En 2008, pedí ver a la guardia B con la excusa de hablarle de algo que me preocupaba. Nos reunimos a solas en su oficina, y después de conversar durante un rato, sentí que era una buena persona y que había recibido una buena educación. Empecé contándole como empecé a practicar y que la persecución era un error. Me escuchó cerca de hora y media, y entonces me pidió que me callara porque las demás guardias regresaba de la cena. Me estaba protegiendo. Después me enteré de que se había reunido con muchos practicantes y que ya conocía la verdad sobre la persecución. Nunca tomó partido en la persecución o sometió a vejaciones a ninguna practicante.

Las normas de la prisión no permitían que las practicantes compraran comida o realizaran llamadas telefónicas, si no renunciaban a su fe previamente. Durante el Año Nuevo Chino, las practicantes no podían conseguir comida adicional, pero el resto de reclusas podía comprar cuanto quisiera en el supermercado. Las guardias vigilaban y confiscarían cualquier alimento que compraran las practicantes.

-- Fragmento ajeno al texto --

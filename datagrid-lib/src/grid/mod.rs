//! The grid handle.

mod inner;
mod loading;
mod view;

use std::sync::Arc;
use std::sync::RwLock;
use std::sync::atomic::AtomicBool;
use std::sync::atomic::Ordering;

pub use view::GridView;

use self::inner::GridInner;
use self::inner::group_paths;
use crate::GridConfig;
use crate::config::validate_columns;
use crate::error::ConfigError;
use crate::error::GridError;
use crate::events::GridEvent;
use crate::events::GridListener;
use crate::group::GroupConfig;
use crate::layout::ColumnGeometry;
use crate::layout::ResizeDrag;
use crate::model::Column;
use crate::model::Row;
use crate::model::RowEntry;
use crate::model::RowId;
use crate::model::Value;
use crate::pagination::PageInfo;
use crate::pagination::PageLoader;
use crate::pagination::PaginationMode;
use crate::query::Direction;
use crate::query::FilterOperator;
use crate::query::FilterValue;
use crate::query::SortState;
use crate::selection::SelectionMode;

/// An interactive data grid.
///
/// `DataGrid` owns filter, sort, grouping, pagination, selection, expansion
/// and column layout state for one grid instance, and composes them into the
/// rows to display: filter, then sort, then paginate, then group the page.
///
/// The handle is cheap to clone; clones share state. Each operation takes the
/// state lock for the duration of one discrete event, and listener
/// notifications are delivered after the lock is released.
///
/// # Example
///
/// ```
/// use datagrid_lib::{DataGrid, GridConfig};
/// use datagrid_lib::identity::RowIdentity;
/// use datagrid_lib::model::{Column, Row};
/// use datagrid_lib::pagination::PaginationConfig;
/// use datagrid_lib::query::FilterOperator;
///
/// let config = GridConfig::new(vec![
///         Column::new("id", "ID", 80),
///         Column::new("amt", "Amount", 120).sortable(),
///     ])
///     .with_identity(RowIdentity::field("id"))
///     .with_pagination(PaginationConfig::client(2));
///
/// let grid = DataGrid::new(config).unwrap();
/// grid.set_rows((1..=5).map(|i| Row::new().set("id", i).set("amt", i * 10)).collect());
/// grid.set_filter("amt", 20, FilterOperator::Gte);
///
/// let view = grid.view();
/// assert_eq!(view.page.total_items, 4);
/// assert_eq!(view.rows.len(), 2);
/// ```
#[derive(Clone)]
pub struct DataGrid {
    inner: Arc<RwLock<GridInner>>,
    /// Dirty flag for re-render.
    dirty: Arc<AtomicBool>,
    loader: Option<Arc<dyn PageLoader>>,
    listener: Option<Arc<dyn GridListener>>,
}

impl std::fmt::Debug for DataGrid {
    fn fmt(&self, f: &mut std::fmt::Formatter<'_>) -> std::fmt::Result {
        f.debug_struct("DataGrid")
            .field("inner", &self.inner)
            .field("dirty", &self.dirty)
            .field("has_loader", &self.loader.is_some())
            .field("has_listener", &self.listener.is_some())
            .finish()
    }
}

Un día, una de las reclusas me transmitió un mensaje: “La guardia B me preguntó si quiere hacer una llamada telefónica”. Le respondí que por supuesto que sí. ¡No había hablado con mi familia desde hacía cuatro años!

Algunos días después, la guardia B me dijo que las demás guardias eran muy estrictas y que no iban a permitir que las practicantes compraran comida durante las fiestas: “Defenderé tus derechos”, afirmó. Al día siguiente me compró algunas cosas.

Muchos practicantes de Falun Gong, después de cumplir sus condenas, fueron enviados a centros de lavado de cerebro, donde continuaron torturándolos porque se negaban a abandonar la práctica. Poco antes de cumplir mi condena, la guardia B me dijo: “No regreses nunca a aquí, después de haberte marchado. Ya sabes lo que es esto”. Le di las gracias y le prometí que nunca regresaría.

El día que me liberaron, se presentó, aunque no era su obligación. Le pedí que camináramos juntas hasta la salida y accedió. Tomó mi bolsa, la llevó hasta la puerta y le pidió a una persona que me llevara. Esta persona preguntó: “¿Dónde la llevo?”, y prometió que me llevaría directamente a casa. Cuando nos despedimos, me dijo que era la mejor reclusa que jamás había pisado aquella prisión.